Before and during his illness, Phil Tallmadge would surprise people with flowers for no reason. To continue that spirit volunteers will hand-deliver bouquets to staff at Roswell Park Cancer Institute. The bouquets can be purchased at Sherwood Florist, at 458 Oliver St., for discounted prices of $5, $10, and $15 today through Tuesday and at the fundraiser.

Phil Tallmadge’s brother Bryan Tallmadge chronicled his fight against cancer on social media and on that final day he sent a touching message to hundreds of people who had been pulling for Phil Tallmadge.

He shared one of his brother’s final thoughts: “Don’t waste time here in this life. Everything can be taken from you in a blink of an eye. Live by these words from here on out. Tell someone that they are loved and make them smile. Work hard for what you believe in and never, ever stop. Don’t hide your emotions or worry about how others view the real you. Send some flowers to someone you care about for no reason. Be yourself. You have one opportunity to make your mark on the world and those around you and that’s not even guaranteed. Make it happen.”

Amy Sileo, the owner of Sherwood Florist and a friend of Bryan Tallmadge, said the message she read online touched her and she started a free flower giveaway in Phil Tallmadge’s honor. That developed into the “Flowers for Phil” initiative with discounted prices as a way to “pay it forward.”

“[Bryan] spoke about what his brother went through and how positive he stayed,” Sileo said. “You just wanted to keep this going and remember to treat every day as special. The way he worded it, ‘take time to buy someone flowers for no reason,’ caught my eye. These lives that we live now are so busy and you don’t take time to smell the roses and, as a florist, I don’t do it at all sometimes.”

After Phil Tallmadge’s memorial, the giveaway was transformed into the “Flowers for Phil” event.

Sileo said one of the best parts of her job is the smile you get when you are delivering flowers to someone.

“Their face just lights up,” she said.

Bryan Tallmadge said his brother stayed positive up to the end.

“His upbeat attitude kept us focused on giving back,” Bryan Tallmadge said. “Just him being so positive kept us lifted up as well. His big message was don’t waste time in his life and give flowers for no reason. That’s what Amy picked up on.”

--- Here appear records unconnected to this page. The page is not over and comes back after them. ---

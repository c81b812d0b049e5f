//! Encryption of source payloads at rest
//!
//! The pipeline encrypts each job's original `sourceData` before mapping it.
//! [`EncryptionService`] is the contract; [`AesGcmEncryptionService`] is the
//! implementation used in production. Key material is looked up by reference
//! through a [`KeyProvider`].

pub mod gcm;
pub mod keys;

pub use gcm::AesGcmEncryptionService;
pub use keys::{ConfigKeyProvider, KeyProvider};

use crate::domain::EncryptionError;
use serde::{Deserialize, Serialize};

/// Minimum key material length in bytes
pub const MIN_KEY_LENGTH: usize = 32;

/// An authenticated-encryption bundle; every field is base64 text
#[derive(Debug, Clone, PartialEq, Eq, Serialize, Deserialize)]
#[serde(rename_all = "camelCase")]
pub struct EncryptedPayload {
    pub ciphertext: String,
    pub iv: String,
    pub auth_tag: String,
    pub salt: String,
}

/// Authenticated encryption of opaque byte payloads
pub trait EncryptionService: Send + Sync {
    /// Encrypt `plaintext` under `key`
    ///
    /// # Errors
    ///
    /// Fails with [`EncryptionError::KeyTooShort`] when `key` is shorter than
    /// [`MIN_KEY_LENGTH`].
    fn encrypt(&self, plaintext: &[u8], key: &[u8]) -> Result<EncryptedPayload, EncryptionError>;

    /// Decrypt a bundle produced by [`EncryptionService::encrypt`]
    ///
    /// # Errors
    ///
    /// Fails with [`EncryptionError::AuthenticationFailed`] when the key is
    /// wrong or any part of the bundle was altered.
    fn decrypt(&self, payload: &EncryptedPayload, key: &[u8]) -> Result<Vec<u8>, EncryptionError>;
}

/// Reject key material below [`MIN_KEY_LENGTH`]
pub fn check_key_length(key: &[u8]) -> Result<(), EncryptionError> {
    if key.len() < MIN_KEY_LENGTH {
        return Err(EncryptionError::KeyTooShort {
            actual: key.len(),
            minimum: MIN_KEY_LENGTH,
        });
    }
    Ok(())
}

He said the giveaway is definitely something Phil Tallmadge would have endorsed.

He said they are hoping that people see that instead of being devastating to a family, something like this can push them forward to do good things for other people.

Phil Tallmadge had just graduated from high school, had enrolled in college and started a job in March 2013 when he was diagnosed at age 19 with non-Hodgkins lymphoma. After six cycles of chemotherapy and 28 radiation treatments, he was declared cancer-free, but just three months later, this past March, his cancer returned.

Bryan Tallmadge said his brother never complained, even after he had a lung removed.

“We are hoping to amplify that courage by sharing our story with people and inspiring other people who might be going through the same thing,” he said.

Bryan Tallmadge said they had hoped Phil Tallmadge could attend the benefit on Aug. 8, but now it will be a memorial and fundraiser for the family. There will be live music and a basket auction. It is open to the public. Tickets are $30 per person or two for $50. Tickets may be purchased at the door.